**RECORDS FOR PROCESSING**
__________

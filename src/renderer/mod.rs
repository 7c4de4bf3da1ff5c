//! Rendering module
//!
//! Effects never touch the DOM directly. They paint through a [`RasterSurface`]
//! and project element state through a [`PageView`]; both have browser
//! implementations in `web` and recording implementations for tests.

pub mod style;
pub mod surface;
pub mod view;
#[cfg(target_arch = "wasm32")]
pub mod web;

pub use style::ElementStyle;
pub use surface::{DrawCommand, RasterSurface, RecordingSurface, Rgba};
pub use view::{PageView, RecordingView};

__________

**AIM OF THE EXERCISE**
Every entry above needs to be written out again exactly.

**RESPONSE BELOW**
filename src/renderer/mod.rs
repository 7c4de4bf3da1ff5c
//! Rendering module
//!
//! Effects never touch the DOM directly. They paint through a [`RasterSurface`]
//! and project element state through a [`PageView`]; both have browser
//! implementations in `web` and recording implementations for tests.

pub mod style;
pub mod surface;
pub mod view;
#[cfg(target_arch = "wasm32")]
pub mod web;

pub use style::ElementStyle;
pub use surface::{DrawCommand, RasterSurface, RecordingSurface, Rgba};
pub use view::{PageView, RecordingView};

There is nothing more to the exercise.